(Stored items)
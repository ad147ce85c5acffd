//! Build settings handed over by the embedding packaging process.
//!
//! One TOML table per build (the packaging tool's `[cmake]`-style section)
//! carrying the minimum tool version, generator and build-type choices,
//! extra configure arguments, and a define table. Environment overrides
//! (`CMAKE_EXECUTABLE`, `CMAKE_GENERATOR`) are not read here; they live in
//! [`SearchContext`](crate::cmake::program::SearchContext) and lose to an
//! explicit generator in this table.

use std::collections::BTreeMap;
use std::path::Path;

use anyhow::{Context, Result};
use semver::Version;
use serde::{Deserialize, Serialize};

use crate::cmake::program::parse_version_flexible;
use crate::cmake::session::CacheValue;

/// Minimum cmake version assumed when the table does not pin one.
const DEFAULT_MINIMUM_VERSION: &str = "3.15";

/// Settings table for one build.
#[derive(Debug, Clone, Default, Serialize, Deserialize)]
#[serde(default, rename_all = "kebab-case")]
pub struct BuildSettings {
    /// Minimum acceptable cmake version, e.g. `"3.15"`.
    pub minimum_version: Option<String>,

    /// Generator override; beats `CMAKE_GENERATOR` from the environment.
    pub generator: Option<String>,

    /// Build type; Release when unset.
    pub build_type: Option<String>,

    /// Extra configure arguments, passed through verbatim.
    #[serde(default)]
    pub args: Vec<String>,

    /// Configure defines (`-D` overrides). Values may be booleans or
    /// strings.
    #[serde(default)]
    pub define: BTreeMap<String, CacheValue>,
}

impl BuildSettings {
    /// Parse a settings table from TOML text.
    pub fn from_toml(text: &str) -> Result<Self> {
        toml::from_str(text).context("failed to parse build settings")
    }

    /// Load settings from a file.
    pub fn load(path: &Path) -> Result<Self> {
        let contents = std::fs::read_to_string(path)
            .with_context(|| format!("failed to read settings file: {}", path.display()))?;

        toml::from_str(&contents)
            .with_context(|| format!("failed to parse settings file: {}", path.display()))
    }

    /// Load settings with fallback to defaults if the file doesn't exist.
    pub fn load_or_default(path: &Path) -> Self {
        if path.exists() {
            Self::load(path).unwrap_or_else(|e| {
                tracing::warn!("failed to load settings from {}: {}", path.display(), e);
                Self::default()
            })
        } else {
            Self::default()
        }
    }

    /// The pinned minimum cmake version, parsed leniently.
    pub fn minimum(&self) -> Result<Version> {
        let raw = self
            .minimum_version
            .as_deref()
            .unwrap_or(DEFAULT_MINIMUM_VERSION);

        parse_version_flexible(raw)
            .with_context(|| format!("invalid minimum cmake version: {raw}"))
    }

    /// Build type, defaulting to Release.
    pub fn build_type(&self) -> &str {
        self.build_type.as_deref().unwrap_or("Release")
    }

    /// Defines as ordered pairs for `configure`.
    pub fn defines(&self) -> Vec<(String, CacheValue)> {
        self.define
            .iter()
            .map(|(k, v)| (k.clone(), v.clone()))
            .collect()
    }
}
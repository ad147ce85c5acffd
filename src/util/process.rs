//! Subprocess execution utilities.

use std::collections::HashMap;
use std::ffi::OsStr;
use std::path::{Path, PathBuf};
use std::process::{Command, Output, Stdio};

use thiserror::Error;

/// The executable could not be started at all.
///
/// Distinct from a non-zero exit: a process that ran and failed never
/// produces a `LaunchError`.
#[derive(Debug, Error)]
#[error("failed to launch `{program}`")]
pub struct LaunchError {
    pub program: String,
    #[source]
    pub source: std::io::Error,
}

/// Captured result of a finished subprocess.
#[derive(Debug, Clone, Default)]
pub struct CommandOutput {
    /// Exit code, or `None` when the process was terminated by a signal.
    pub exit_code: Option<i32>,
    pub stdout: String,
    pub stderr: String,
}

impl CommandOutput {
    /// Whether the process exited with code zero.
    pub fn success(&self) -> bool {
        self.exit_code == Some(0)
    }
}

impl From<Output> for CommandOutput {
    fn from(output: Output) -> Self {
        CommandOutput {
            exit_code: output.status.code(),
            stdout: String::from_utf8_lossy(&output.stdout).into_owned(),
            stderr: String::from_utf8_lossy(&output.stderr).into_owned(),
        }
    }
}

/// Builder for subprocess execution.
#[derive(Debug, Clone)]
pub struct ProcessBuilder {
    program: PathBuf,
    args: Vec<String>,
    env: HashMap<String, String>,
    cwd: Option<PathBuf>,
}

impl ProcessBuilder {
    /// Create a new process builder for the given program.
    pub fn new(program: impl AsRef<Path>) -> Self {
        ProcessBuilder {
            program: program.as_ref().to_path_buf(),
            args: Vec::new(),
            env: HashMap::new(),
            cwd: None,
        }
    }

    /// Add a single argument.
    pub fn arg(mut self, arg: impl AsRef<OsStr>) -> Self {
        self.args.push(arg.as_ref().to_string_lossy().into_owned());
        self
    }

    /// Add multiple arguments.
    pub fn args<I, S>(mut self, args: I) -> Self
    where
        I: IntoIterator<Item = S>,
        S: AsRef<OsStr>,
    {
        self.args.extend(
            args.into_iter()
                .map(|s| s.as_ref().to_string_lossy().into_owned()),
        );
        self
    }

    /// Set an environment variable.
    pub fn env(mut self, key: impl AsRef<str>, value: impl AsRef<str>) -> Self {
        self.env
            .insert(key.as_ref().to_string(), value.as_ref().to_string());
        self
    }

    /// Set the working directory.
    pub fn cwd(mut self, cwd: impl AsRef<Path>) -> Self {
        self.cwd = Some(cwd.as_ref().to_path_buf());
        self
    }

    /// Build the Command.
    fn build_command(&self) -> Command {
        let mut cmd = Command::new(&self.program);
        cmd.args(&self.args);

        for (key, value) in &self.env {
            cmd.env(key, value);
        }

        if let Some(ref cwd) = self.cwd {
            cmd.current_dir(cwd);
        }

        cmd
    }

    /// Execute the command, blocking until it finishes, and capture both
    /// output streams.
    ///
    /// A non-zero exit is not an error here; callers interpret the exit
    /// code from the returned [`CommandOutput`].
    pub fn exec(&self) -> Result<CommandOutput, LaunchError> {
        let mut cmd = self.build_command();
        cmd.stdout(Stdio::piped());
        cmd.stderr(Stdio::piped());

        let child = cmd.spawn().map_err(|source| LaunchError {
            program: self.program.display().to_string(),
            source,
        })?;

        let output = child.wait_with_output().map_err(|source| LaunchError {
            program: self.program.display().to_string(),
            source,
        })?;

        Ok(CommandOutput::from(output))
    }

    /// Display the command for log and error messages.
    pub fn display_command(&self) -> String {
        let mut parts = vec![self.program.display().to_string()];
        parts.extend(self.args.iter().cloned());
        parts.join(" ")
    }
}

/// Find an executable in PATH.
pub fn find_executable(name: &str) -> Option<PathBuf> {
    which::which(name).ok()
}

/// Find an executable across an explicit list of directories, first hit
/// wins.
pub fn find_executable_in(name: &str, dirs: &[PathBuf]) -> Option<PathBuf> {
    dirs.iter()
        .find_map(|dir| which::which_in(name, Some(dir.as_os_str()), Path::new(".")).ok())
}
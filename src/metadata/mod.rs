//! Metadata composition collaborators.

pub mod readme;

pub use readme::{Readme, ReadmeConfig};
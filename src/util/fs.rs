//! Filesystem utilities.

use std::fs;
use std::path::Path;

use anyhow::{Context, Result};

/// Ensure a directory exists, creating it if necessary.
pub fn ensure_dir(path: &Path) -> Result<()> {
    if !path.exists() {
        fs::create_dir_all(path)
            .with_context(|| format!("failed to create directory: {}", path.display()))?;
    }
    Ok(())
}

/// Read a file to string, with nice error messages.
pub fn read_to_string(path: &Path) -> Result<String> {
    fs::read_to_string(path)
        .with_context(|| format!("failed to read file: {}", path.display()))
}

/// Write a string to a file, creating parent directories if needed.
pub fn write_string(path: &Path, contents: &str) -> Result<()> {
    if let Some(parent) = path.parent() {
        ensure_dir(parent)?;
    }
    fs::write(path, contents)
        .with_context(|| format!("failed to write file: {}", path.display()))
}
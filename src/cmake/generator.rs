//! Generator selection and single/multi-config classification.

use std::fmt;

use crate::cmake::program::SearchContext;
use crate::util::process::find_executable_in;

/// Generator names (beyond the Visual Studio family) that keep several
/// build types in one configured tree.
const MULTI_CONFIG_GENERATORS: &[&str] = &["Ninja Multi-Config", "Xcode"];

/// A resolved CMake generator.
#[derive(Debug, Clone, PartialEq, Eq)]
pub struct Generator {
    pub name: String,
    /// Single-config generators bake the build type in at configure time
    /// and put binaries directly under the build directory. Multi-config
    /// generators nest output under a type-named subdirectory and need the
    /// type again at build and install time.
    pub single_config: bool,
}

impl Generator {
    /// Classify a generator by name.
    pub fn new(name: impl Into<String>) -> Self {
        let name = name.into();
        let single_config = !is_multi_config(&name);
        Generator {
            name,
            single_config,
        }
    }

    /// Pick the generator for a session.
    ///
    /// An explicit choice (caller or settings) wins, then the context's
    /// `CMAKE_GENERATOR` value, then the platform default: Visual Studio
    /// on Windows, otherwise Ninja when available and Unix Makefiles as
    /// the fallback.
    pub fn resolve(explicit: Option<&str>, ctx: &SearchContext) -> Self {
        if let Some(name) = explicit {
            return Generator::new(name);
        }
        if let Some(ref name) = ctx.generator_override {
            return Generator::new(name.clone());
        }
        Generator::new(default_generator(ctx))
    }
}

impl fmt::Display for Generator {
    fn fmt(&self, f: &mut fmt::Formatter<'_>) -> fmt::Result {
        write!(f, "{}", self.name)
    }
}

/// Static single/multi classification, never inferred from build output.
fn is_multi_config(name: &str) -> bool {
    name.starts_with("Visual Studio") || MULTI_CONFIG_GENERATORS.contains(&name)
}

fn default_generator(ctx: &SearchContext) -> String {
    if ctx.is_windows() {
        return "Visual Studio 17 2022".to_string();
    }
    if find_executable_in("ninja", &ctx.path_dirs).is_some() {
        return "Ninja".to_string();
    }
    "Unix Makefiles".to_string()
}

**Problem requirements**:
What you give back must be the stretch above, starting at the line with "for one build." and ending at the line with "pub fn from_toml(text: &str)", copied exactly.

**Solution to the exercise**:
/// Settings table for one build.
#[derive(Debug, Clone, Default, Serialize, Deserialize)]
#[serde(default, rename_all = "kebab-case")]
pub struct BuildSettings {
    /// Minimum acceptable cmake version, e.g. `"3.15"`.
    pub minimum_version: Option<String>,

    /// Generator override; beats `CMAKE_GENERATOR` from the environment.
    pub generator: Option<String>,

    /// Build type; Release when unset.
    pub build_type: Option<String>,

    /// Extra configure arguments, passed through verbatim.
    #[serde(default)]
    pub args: Vec<String>,

    /// Configure defines (`-D` overrides). Values may be booleans or
    /// strings.
    #[serde(default)]
    pub define: BTreeMap<String, CacheValue>,
}

impl BuildSettings {
    /// Parse a settings table from TOML text.
    pub fn from_toml(text: &str) -> Result<Self> {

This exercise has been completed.